Exercise description: Report every line of the records beneath this task that holds the string "revision".

(Stored items)
◆ ◆ ◆ ◆ ◆ ◆ ◆

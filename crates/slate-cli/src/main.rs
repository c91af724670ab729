#![forbid(unsafe_code)]

//! Command-line driver for the Slate assembly optimiser.
//!
//! Reads a textual listing, runs the inlining pass with the given lifetime
//! assumptions, and prints the optimised listing to stdout. Diagnostics and
//! `RUST_LOG`-controlled pass tracing go to stderr so the output stays
//! pipeable.

use std::fs;
use std::path::PathBuf;

use anyhow::{bail, Context, Result};
use clap::Parser;
use slate_asm::{text, VmVersion};
use slate_opt::{optimise, InlineConfig};

#[derive(Debug, Parser)]
#[command(about = "Inline-optimise a Slate assembly listing")]
struct Args {
    /// Input listing (`-` reads stdin).
    input: PathBuf,

    /// Assumed number of program executions over its lifetime.
    #[arg(long, default_value_t = 200)]
    runs: u64,

    /// Price code bytes as constructor (transaction-data) bytes.
    #[arg(long)]
    constructor: bool,

    /// Target VM revision (`v1` or `v2`).
    #[arg(long, default_value = "v2")]
    vm: String,

    /// Report item counts to stderr.
    #[arg(long)]
    stats: bool,
}

fn parse_version(token: &str) -> Result<VmVersion> {
    match token {
        "v1" => Ok(VmVersion::V1),
        "v2" => Ok(VmVersion::V2),
        other => bail!("unknown VM revision `{other}` (expected `v1` or `v2`)"),
    }
}

fn main() -> Result<()> {
    tracing_subscriber::fmt()
        .with_env_filter(tracing_subscriber::EnvFilter::from_default_env())
        .with_writer(std::io::stderr)
        .init();

    let args = Args::parse();

    let source = if args.input.as_os_str() == "-" {
        std::io::read_to_string(std::io::stdin()).context("reading stdin")?
    } else {
        fs::read_to_string(&args.input)
            .with_context(|| format!("reading {}", args.input.display()))?
    };

    let mut items = text::parse_program(&source)?;
    let before = items.len();

    let config = InlineConfig {
        version: parse_version(&args.vm)?,
        expected_runs: args.runs,
        is_constructor_context: args.constructor,
    };
    let changed = optimise(&mut items, &config);

    if args.stats {
        eprintln!(
            "{} items in, {} items out ({})",
            before,
            items.len(),
            if changed { "changed" } else { "unchanged" }
        );
    }

    print!("{}", text::format_program(&items));
    Ok(())
}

◆ ◆ ◆ ◆ ◆ ◆ ◆

Response box:
    /// Target VM revision (`v1` or `v2`).
        other => bail!("unknown VM revision `{other}` (expected `v1` or `v2`)"),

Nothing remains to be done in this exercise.